I have a confession to make. I am an obsessive. Well, but that is not the subject of my confession. Being an obsessive may often be a misfortune, or sometimes a fortune, but it can scarcely be in itself a sin.

No, my confession is this – guilt!

At Mass today my hearing aids both packed up. The result was that I heard little of the homily. And my ever-active mind started wandering. I have recently completed the Spiritual Exercises of St. Ignatius Loyola. And three Ignatian themes in that very intensive time of prayer particularly struck home: gratitude, love and trust. 

Gratitude surely has to be the beginning and the end of all that we do and are – gratitude for, well, absolutely everything! As our Lord famously said to St. Catherine of Siena, ‘I am He who is, you are she who is not’. All that is, all that is for us, is a gratuitous gift.

And love, of course. But I was struck there by Ignatius’ unpacking of love as sharing. Oh yes! Sharing, sharing. At this time of Lent, at this time of refugees, at this time of earthquakes, famine, plagues – sharing. God loves us; God shares with us. We love God; we share with God. And we love others; we share with others what God has given us so abundantly – that is, we share everything!

Trust! The culminating point of the Exercises, in a way, is handing the lot – really, everything – back to God in complete and utter trust in Him for Him to use for His purposes. That is all. So easy. As the Japanese Buddhist Shinran put it (in an analogous context), ‘easiest of the easy – and most difficult of the difficult’.

Oh, sorry folks! Not much of a juicy confession, is it? So far.

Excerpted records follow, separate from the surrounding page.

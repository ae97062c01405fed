//! UI Components
//!
//! Reusable Leptos components for the storefront.

pub mod loading;
pub mod nav;
pub mod product_card;
pub mod toast;

pub use loading::{EmptyState, ListSkeleton, Loading};
pub use nav::Nav;
pub use product_card::ProductCard;
pub use toast::Toast;
//! Chat Panel State
//!
//! Ordered messages for the open conversation. Optimistic copies, live
//! echoes and persisted copies of the same message are matched by
//! `client_key`, falling back to the server id, never by position.

use std::collections::HashSet;

use chrono::{DateTime, Utc};
use uuid::Uuid;

use super::error::{ChatError, ChatResult};
use crate::models::{Conversation, Message};

#[derive(Debug, Clone, Copy, PartialEq, Eq)]
pub enum DeliveryStatus {
    /// Sent by me, not yet confirmed by the backend
    Pending,
    /// Sent by me and persisted
    Sent,
    /// Persisting failed; may be retried with the same key
    Failed,
    /// From the other participant
    Received,
}

#[derive(Debug, Clone, PartialEq)]
pub struct ChatEntry {
    pub message: Message,
    pub status: DeliveryStatus,
}

impl ChatEntry {
    fn same_message(&self, other: &Message) -> bool {
        match (&self.message.client_key, &other.client_key) {
            (Some(a), Some(b)) if a == b => return true,
            _ => {}
        }
        matches!((&self.message.id, &other.id), (Some(a), Some(b)) if a == b)
    }
}

/// What happened to an inbound live message
#[derive(Debug, Clone, Copy, PartialEq, Eq)]
pub enum InboundOutcome {
    Appended,
    /// Matched a local copy and filled in its server id
    Reconciled,
    /// Already displayed
    Duplicate,
    /// Addressed to another conversation; ignored
    WrongConversation,
}

#[derive(Debug, Clone)]
pub struct ChatPanel {
    me: String,
    conversation: Option<String>,
    entries: Vec<ChatEntry>,
}

impl ChatPanel {
    pub fn new(me: impl Into<String>) -> Self {
        Self {
            me: me.into(),
            conversation: None,
            entries: Vec::new(),
        }
    }

    pub fn me(&self) -> &str {
        &self.me
    }

    pub fn conversation(&self) -> Option<&str> {
        self.conversation.as_deref()
    }

    /// Switch to a conversation; entries from another one are dropped
    pub fn open(&mut self, conversation_id: impl Into<String>) {
        let conversation_id = conversation_id.into();
        if self.conversation.as_deref() != Some(conversation_id.as_str()) {
            self.entries.clear();
        }
        self.conversation = Some(conversation_id);
    }

    pub fn close(&mut self) {
        self.conversation = None;
        self.entries.clear();
    }

    pub fn entries(&self) -> &[ChatEntry] {
        &self.entries
    }

    pub fn find(&self, client_key: &str) -> Option<&ChatEntry> {
        self.entries
            .iter()
            .find(|e| e.message.client_key.as_deref() == Some(client_key))
    }

    fn find_mut(&mut self, client_key: &str) -> Option<&mut ChatEntry> {
        self.entries
            .iter_mut()
            .find(|e| e.message.client_key.as_deref() == Some(client_key))
    }

    fn status_for(&self, message: &Message) -> DeliveryStatus {
        if message.sender_id == self.me {
            DeliveryStatus::Sent
        } else {
            DeliveryStatus::Received
        }
    }

    /// Replace the view with the backend's history
    ///
    /// History order is kept as-is. Local entries the history does not
    /// contain (unconfirmed sends, live arrivals newer than the fetch) stay
    /// after it. Returns the number of history messages shown.
    pub fn load_history(&mut self, history: Vec<Message>) -> usize {
        let Some(conversation) = self.conversation.clone() else {
            return 0;
        };

        let history: Vec<ChatEntry> = history
            .into_iter()
            .filter(|m| m.conversation_id == conversation)
            .map(|message| ChatEntry {
                status: self.status_for(&message),
                message,
            })
            .collect();

        let leftovers: Vec<ChatEntry> = std::mem::take(&mut self.entries)
            .into_iter()
            .filter(|local| !history.iter().any(|h| h.same_message(&local.message)))
            .collect();

        let count = history.len();
        self.entries = history;
        self.entries.extend(leftovers);
        count
    }

    /// Apply a message that arrived on the live channel
    pub fn apply_inbound(&mut self, message: Message) -> InboundOutcome {
        if self.conversation.as_deref() != Some(message.conversation_id.as_str()) {
            return InboundOutcome::WrongConversation;
        }

        if let Some(entry) = self.entries.iter_mut().find(|e| e.same_message(&message)) {
            if entry.message.id.is_none() && message.id.is_some() {
                entry.message.id = message.id;
                return InboundOutcome::Reconciled;
            }
            return InboundOutcome::Duplicate;
        }

        let status = self.status_for(&message);
        self.entries.push(ChatEntry { message, status });
        InboundOutcome::Appended
    }

    /// Append an optimistic copy and return the message to emit and persist
    pub fn begin_send(&mut self, text: &str, now: DateTime<Utc>) -> ChatResult<Message> {
        let text = text.trim();
        if text.is_empty() {
            return Err(ChatError::EmptyMessage);
        }
        let conversation_id = self.conversation.clone().ok_or(ChatError::NoConversation)?;

        let message = Message {
            id: None,
            conversation_id,
            sender_id: self.me.clone(),
            text: text.to_string(),
            sent_at: now,
            client_key: Some(Uuid::new_v4().to_string()),
        };

        self.entries.push(ChatEntry {
            message: message.clone(),
            status: DeliveryStatus::Pending,
        });
        Ok(message)
    }

    /// The backend stored the message; adopt its id and timestamp
    pub fn mark_persisted(&mut self, client_key: &str, stored: &Message) -> bool {
        let Some(entry) = self.find_mut(client_key) else {
            return false;
        };
        if stored.id.is_some() {
            entry.message.id = stored.id.clone();
        }
        entry.message.sent_at = stored.sent_at;
        entry.status = DeliveryStatus::Sent;
        true
    }

    pub fn mark_failed(&mut self, client_key: &str) -> bool {
        match self.find_mut(client_key) {
            Some(entry) if entry.status == DeliveryStatus::Pending => {
                entry.status = DeliveryStatus::Failed;
                true
            }
            _ => false,
        }
    }

    /// Put a failed message back to pending; the key is kept
    pub fn retry(&mut self, client_key: &str) -> ChatResult<Message> {
        let entry = self
            .find_mut(client_key)
            .ok_or_else(|| ChatError::UnknownMessage(client_key.to_string()))?;
        if entry.status != DeliveryStatus::Failed {
            return Err(ChatError::NotFailed(client_key.to_string()));
        }
        entry.status = DeliveryStatus::Pending;
        Ok(entry.message.clone())
    }
}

But my mind wandered still further from the unheard priestly homily at Mass.

G[ratitude]

L[ove]

T[rust]

GLT. Oh, I obsess. I especially obsess around words and language. Well, fancy that! GLT makes GUILT. Give or take a couple of letters. In fact, give or take a U and an I.

Oh, wonderful insight! What a coincidence!

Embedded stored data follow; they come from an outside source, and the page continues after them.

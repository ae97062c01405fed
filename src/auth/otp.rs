//! Email OTP verification flow
//!
//! Two round-trips: request a code, then verify it. Final submit of the
//! signup/login form stays disabled until verify succeeds, and editing the
//! email starts over.
//!
//! Every request hands out an [`OtpTicket`]. A response whose ticket belongs
//! to an older email is ignored, so a slow reply cannot mark a new address
//! as verified.

use thiserror::Error;

use crate::validation::is_valid_email;

#[derive(Error, Debug, Clone, PartialEq, Eq)]
pub enum OtpError {
    #[error("Enter a valid email address")]
    InvalidEmail,

    #[error("Request a code first")]
    NotSent,

    #[error("Enter the code from your email")]
    EmptyCode,

    #[error("Email is already verified")]
    AlreadyVerified,

    #[error("A request is already in progress")]
    Busy,
}

/// Identifies one request/verify round-trip
#[derive(Debug, Clone, PartialEq, Eq)]
pub struct OtpTicket {
    generation: u64,
    pub email: String,
    pub code: Option<String>,
}

/// Where the user is in the flow
#[derive(Debug, Clone, Copy, PartialEq, Eq)]
pub enum OtpStep {
    EnterEmail,
    CodeSent,
    Verified,
}

#[derive(Debug, Clone, Default, PartialEq)]
pub struct OtpFlow {
    email: String,
    code: String,
    otp_sent: bool,
    otp_verified: bool,
    loading: bool,
    generation: u64,
}

impl OtpFlow {
    pub fn new() -> Self {
        Self::default()
    }

    pub fn email(&self) -> &str {
        &self.email
    }

    pub fn code(&self) -> &str {
        &self.code
    }

    pub fn otp_sent(&self) -> bool {
        self.otp_sent
    }

    pub fn otp_verified(&self) -> bool {
        self.otp_verified
    }

    pub fn loading(&self) -> bool {
        self.loading
    }

    pub fn step(&self) -> OtpStep {
        if self.otp_verified {
            OtpStep::Verified
        } else if self.otp_sent {
            OtpStep::CodeSent
        } else {
            OtpStep::EnterEmail
        }
    }

    /// Change the email; any change resets sent/verified
    pub fn set_email(&mut self, email: impl Into<String>) {
        let email = email.into();
        if email.trim() == self.email.trim() {
            self.email = email;
            return;
        }

        self.email = email;
        self.code.clear();
        self.otp_sent = false;
        self.otp_verified = false;
        self.loading = false;
        self.generation += 1;
    }

    pub fn set_code(&mut self, code: impl Into<String>) {
        self.code = code.into();
    }

    pub fn can_request(&self) -> bool {
        !self.loading && !self.otp_verified && is_valid_email(&self.email)
    }

    pub fn can_verify(&self) -> bool {
        !self.loading && self.otp_sent && !self.otp_verified && !self.code.trim().is_empty()
    }

    /// Whether the final signup/login action is enabled
    pub fn can_submit(&self) -> bool {
        self.otp_verified && !self.loading
    }

    pub fn begin_request(&mut self) -> Result<OtpTicket, OtpError> {
        if self.loading {
            return Err(OtpError::Busy);
        }
        if self.otp_verified {
            return Err(OtpError::AlreadyVerified);
        }
        if !is_valid_email(&self.email) {
            return Err(OtpError::InvalidEmail);
        }

        self.loading = true;
        Ok(OtpTicket {
            generation: self.generation,
            email: self.email.trim().to_string(),
            code: None,
        })
    }

    /// Record the outcome of a code request. Returns false if the ticket is stale.
    pub fn finish_request(&mut self, ticket: &OtpTicket, sent: bool) -> bool {
        if ticket.generation != self.generation {
            return false;
        }

        self.loading = false;
        if sent {
            self.otp_sent = true;
            self.code.clear();
        }
        true
    }

    pub fn begin_verify(&mut self) -> Result<OtpTicket, OtpError> {
        if self.loading {
            return Err(OtpError::Busy);
        }
        if self.otp_verified {
            return Err(OtpError::AlreadyVerified);
        }
        if !self.otp_sent {
            return Err(OtpError::NotSent);
        }
        let code = self.code.trim();
        if code.is_empty() {
            return Err(OtpError::EmptyCode);
        }

        let ticket = OtpTicket {
            generation: self.generation,
            email: self.email.trim().to_string(),
            code: Some(code.to_string()),
        };
        self.loading = true;
        Ok(ticket)
    }

    /// Record the outcome of a verify call. Returns false if the ticket is stale.
    pub fn finish_verify(&mut self, ticket: &OtpTicket, verified: bool) -> bool {
        if ticket.generation != self.generation {
            return false;
        }

        self.loading = false;
        self.otp_verified = verified;
        true
    }
}

#[cfg(test)]
mod tests {
    use super::*;

    fn flow_with_sent_code() -> OtpFlow {
        let mut flow = OtpFlow::new();
        flow.set_email("amina@example.com");
        let ticket = flow.begin_request().unwrap();
        assert!(flow.finish_request(&ticket, true));
        flow
    }

    #[test]
    fn test_submit_disabled_until_verified() {
        let mut flow = OtpFlow::new();
        assert!(!flow.can_submit());

        flow.set_email("amina@example.com");
        let ticket = flow.begin_request().unwrap();
        assert!(flow.loading());
        assert!(!flow.can_submit());

        flow.finish_request(&ticket, true);
        assert_eq!(flow.step(), OtpStep::CodeSent);
        assert!(!flow.can_submit());

        flow.set_code("123456");
        let ticket = flow.begin_verify().unwrap();
        assert_eq!(ticket.code.as_deref(), Some("123456"));
        flow.finish_verify(&ticket, true);

        assert_eq!(flow.step(), OtpStep::Verified);
        assert!(flow.can_submit());
    }

    #[test]
    fn test_failed_verify_keeps_submit_disabled() {
        let mut flow = flow_with_sent_code();
        flow.set_code("000000");
        let ticket = flow.begin_verify().unwrap();
        flow.finish_verify(&ticket, false);

        assert!(!flow.can_submit());
        assert!(flow.otp_sent());
        assert!(flow.can_verify());
    }

    #[test]
    fn test_changing_email_resets_flags() {
        let mut flow = flow_with_sent_code();
        flow.set_code("123456");
        let ticket = flow.begin_verify().unwrap();
        flow.finish_verify(&ticket, true);
        assert!(flow.otp_verified());

        flow.set_email("other@example.com");
        assert!(!flow.otp_sent());
        assert!(!flow.otp_verified());
        assert!(!flow.can_submit());
        assert_eq!(flow.code(), "");
    }

    #[test]
    fn test_same_email_does_not_reset() {
        let mut flow = flow_with_sent_code();
        flow.set_email("amina@example.com");
        assert!(flow.otp_sent());
    }

    #[test]
    fn test_stale_response_is_ignored() {
        let mut flow = flow_with_sent_code();
        flow.set_code("123456");
        let ticket = flow.begin_verify().unwrap();

        flow.set_email("other@example.com");
        assert!(!flow.finish_verify(&ticket, true));
        assert!(!flow.otp_verified());
    }

    #[test]
    fn test_guards() {
        let mut flow = OtpFlow::new();
        flow.set_email("not-an-email");
        assert_eq!(flow.begin_request(), Err(OtpError::InvalidEmail));
        assert_eq!(flow.begin_verify(), Err(OtpError::NotSent));

        let mut flow = flow_with_sent_code();
        assert_eq!(flow.begin_verify(), Err(OtpError::EmptyCode));

        flow.set_code("1");
        let _ticket = flow.begin_verify().unwrap();
        assert_eq!(flow.begin_verify(), Err(OtpError::Busy));
        assert_eq!(flow.begin_request(), Err(OtpError::Busy));
    }
}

Add a yo[U] and an ‘I’. And of course everyone knows that I and You are what the moral and spiritual life is all about. As the great Jewish sage Martin Buber put it, the I (ich) and the You (du) are two fundamental ways of authentic speech, designating a real human and divine relationship in which gratitude, love and trust can occur and contrasting radically and fundamentally with any mechanistic I/It relationship.

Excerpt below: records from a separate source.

impl MarketplaceClient {
    /// Create a new client with the given configuration
    pub fn new(config: ClientConfig) -> ApiResult<Self> {
        let client = Client::builder()
            .timeout(Duration::from_millis(config.request_timeout_ms))
            .build()
            .map_err(|e| ApiError::Network(format!("Failed to create HTTP client: {}", e)))?;

        Ok(Self {
            client,
            config,
            token: None,
        })
    }

    /// A copy of this client that sends the session token
    pub fn with_token(&self, token: impl Into<String>) -> Self {
        Self {
            client: self.client.clone(),
            config: self.config.clone(),
            token: Some(token.into()),
        }
    }

    pub fn config(&self) -> &ClientConfig {
        &self.config
    }

    pub fn is_authenticated(&self) -> bool {
        self.token.is_some()
    }

    fn url(&self, path: &str) -> String {
        format!(
            "{}/{}",
            self.config.base_url.trim_end_matches('/'),
            path.trim_start_matches('/')
        )
    }

    /// Send a request and interpret the backend's answer
    async fn send(&self, request: RequestBuilder) -> ApiResult<Value> {
        let request = match &self.token {
            Some(token) => request.bearer_auth(token),
            None => request,
        };

        let response = request.send().await.map_err(transport_error)?;
        let status = response.status().as_u16();
        let url = response.url().path().to_string();
        let body = response.text().await.map_err(transport_error)?;

        let result = interpret_response(status, &body);
        match &result {
            Ok(_) => tracing::debug!(status, path = %url, "Backend call succeeded"),
            Err(e) => tracing::warn!(status, path = %url, error = %e, "Backend call failed"),
        }
        result
    }

    async fn get<T: DeserializeOwned>(&self, path: &str, key: &str) -> ApiResult<T> {
        let value = self.send(self.client.get(self.url(path))).await?;
        decode_payload(value, key)
    }

    async fn get_with<T, Q>(&self, path: &str, query: &Q, key: &str) -> ApiResult<T>
    where
        T: DeserializeOwned,
        Q: serde::Serialize + ?Sized,
    {
        let value = self
            .send(self.client.get(self.url(path)).query(query))
            .await?;
        decode_payload(value, key)
    }

    async fn post<B, T>(&self, path: &str, body: &B, key: &str) -> ApiResult<T>
    where
        B: serde::Serialize + ?Sized,
        T: DeserializeOwned,
    {
        let value = self
            .send(self.client.post(self.url(path)).json(body))
            .await?;
        decode_payload(value, key)
    }

    async fn post_unit<B: serde::Serialize + ?Sized>(&self, path: &str, body: &B) -> ApiResult<()> {
        self.send(self.client.post(self.url(path)).json(body))
            .await
            .map(|_| ())
    }

    // ============ Auth ============

    /// Ask the backend to email a one-time password
    pub async fn request_otp(&self, email: &str) -> ApiResult<()> {
        self.post_unit(
            "auth/otp/send",
            &OtpRequest {
                email: email.to_string(),
            },
        )
        .await
    }

    /// Check a one-time password
    pub async fn verify_otp(&self, email: &str, otp: &str) -> ApiResult<()> {
        self.post_unit(
            "auth/otp/verify",
            &OtpVerifyRequest {
                email: email.to_string(),
                otp: otp.to_string(),
            },
        )
        .await
    }

    pub async fn signup(&self, request: &SignupRequest) -> ApiResult<AuthResponse> {
        self.post("auth/signup", request, "auth").await
    }

    pub async fn login(&self, email: &str, password: &str) -> ApiResult<AuthResponse> {
        self.post(
            "auth/login",
            &LoginRequest {
                email: email.to_string(),
                password: password.to_string(),
            },
            "auth",
        )
        .await
    }

    pub async fn federated_login(&self, request: &FederatedLoginRequest) -> ApiResult<AuthResponse> {
        self.post("auth/google", request, "auth").await
    }

    // ============ Catalog ============

    pub async fn products(&self, query: &ProductQuery) -> ApiResult<Vec<Product>> {
        self.get_with("products", query, "products").await
    }

    pub async fn product(&self, id: &str) -> ApiResult<Product> {
        self.get(&format!("products/{}", segment(id)), "product").await
    }

    /// Count a product view on the backend
    pub async fn record_product_view(&self, id: &str) -> ApiResult<()> {
        self.send(
            self.client
                .post(self.url(&format!("products/{}/views", segment(id)))),
        )
        .await
        .map(|_| ())
    }

    pub async fn reviews(&self, target: &ReviewTarget) -> ApiResult<Vec<Review>> {
        let path = match target {
            ReviewTarget::Product(id) => format!("products/{}/reviews", segment(id)),
            ReviewTarget::Vendor(id) => format!("vendors/{}/reviews", segment(id)),
        };
        self.get(&path, "reviews").await
    }

    pub async fn submit_review(&self, request: &CreateReviewRequest) -> ApiResult<Review> {
        self.post("reviews", request, "review").await
    }

    pub async fn vendors(&self, query: &VendorQuery) -> ApiResult<Vec<Vendor>> {
        self.get_with("vendors", query, "vendors").await
    }

    pub async fn vendor(&self, id: &str) -> ApiResult<Vendor> {
        self.get(&format!("vendors/{}", segment(id)), "vendor").await
    }

    pub async fn vendor_services(&self, vendor_id: &str) -> ApiResult<Vec<Service>> {
        self.get(&format!("vendors/{}/services", segment(vendor_id)), "services")
            .await
    }

    // ============ Bookings ============

    /// Slots already taken for a vendor on a date
    pub async fn booked_slots(&self, vendor_id: &str, date: NaiveDate) -> ApiResult<Vec<BookedSlot>> {
        self.get_with(
            &format!("vendors/{}/slots", segment(vendor_id)),
            &[("date", date.to_string())],
            "slots",
        )
        .await
    }

    pub async fn create_booking(&self, request: &CreateBookingRequest) -> ApiResult<Booking> {
        self.post("bookings", request, "booking").await
    }

    pub async fn bookings(&self, user_id: &str) -> ApiResult<Vec<Booking>> {
        self.get_with("bookings", &[("user_id", user_id)], "bookings")
            .await
    }

    // ============ Cart & orders ============

    pub async fn cart(&self, user_id: &str) -> ApiResult<Vec<CartItem>> {
        self.get(&format!("cart/{}", segment(user_id)), "items").await
    }

    pub async fn add_to_cart(&self, request: &AddToCartRequest) -> ApiResult<CartItem> {
        self.post("cart", request, "item").await
    }

    pub async fn update_cart_item(&self, item_id: &str, quantity: u32) -> ApiResult<()> {
        self.send(
            self.client
                .put(self.url(&format!("cart/{}", segment(item_id))))
                .json(&UpdateCartRequest { quantity }),
        )
        .await
        .map(|_| ())
    }

    pub async fn remove_cart_item(&self, item_id: &str) -> ApiResult<()> {
        self.send(
            self.client
                .delete(self.url(&format!("cart/{}", segment(item_id)))),
        )
        .await
        .map(|_| ())
    }

    pub async fn saved_addresses(&self, user_id: &str) -> ApiResult<Vec<SavedAddress>> {
        self.get(&format!("users/{}/addresses", segment(user_id)), "addresses")
            .await
    }

    pub async fn create_order(&self, request: &CreateOrderRequest) -> ApiResult<Order> {
        self.post("orders", request, "order").await
    }

    pub async fn orders(&self, user_id: &str) -> ApiResult<Vec<Order>> {
        self.get_with("orders", &[("user_id", user_id)], "orders").await
    }

    // ============ Chat ============

    /// Create or fetch the conversation between a customer and a vendor
    pub async fn open_conversation(&self, customer_id: &str, vendor_id: &str) -> ApiResult<Conversation> {
        self.post(
            "conversations",
            &OpenConversationRequest {
                customer_id: customer_id.to_string(),
                vendor_id: vendor_id.to_string(),
            },
            "conversation",
        )
        .await
    }

    pub async fn conversations(&self, participant_id: &str) -> ApiResult<Vec<Conversation>> {
        self.get_with(
            "conversations",
            &[("participant", participant_id)],
            "conversations",
        )
        .await
    }

    /// Message history, in the order the backend returns it
    pub async fn messages(&self, conversation_id: &str) -> ApiResult<Vec<Message>> {
        self.get(
            &format!("conversations/{}/messages", segment(conversation_id)),
            "messages",
        )
        .await
    }

    pub async fn persist_message(&self, message: &Message) -> ApiResult<Message> {
        self.post(
            &format!("conversations/{}/messages", segment(&message.conversation_id)),
            message,
            "message",
        )
        .await
    }
}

So – mix I and You with Gratitude, Love and Trust, and Guilt is transformed. Or – take from Guilt You and I and embed them within Gratitude, Love and Trust. From out of guilt comes such positive transformation. I even mulled over a diagrammatic way of representing all this, with a G at the top, a U and I on the line below, and L and T on the bottom line:

Gratitude

YoU                                                              I

Love                           Trust

Oh, the fun I had with it all during Mass! Missed prayerful awareness of most of the rest of the Mass, including even the consecration, with all my mental wandering and obsessive mulling. 

So – well, that’s it. That’s my confession.

Old Nick knows my obsessions. Did Old Nick nick me?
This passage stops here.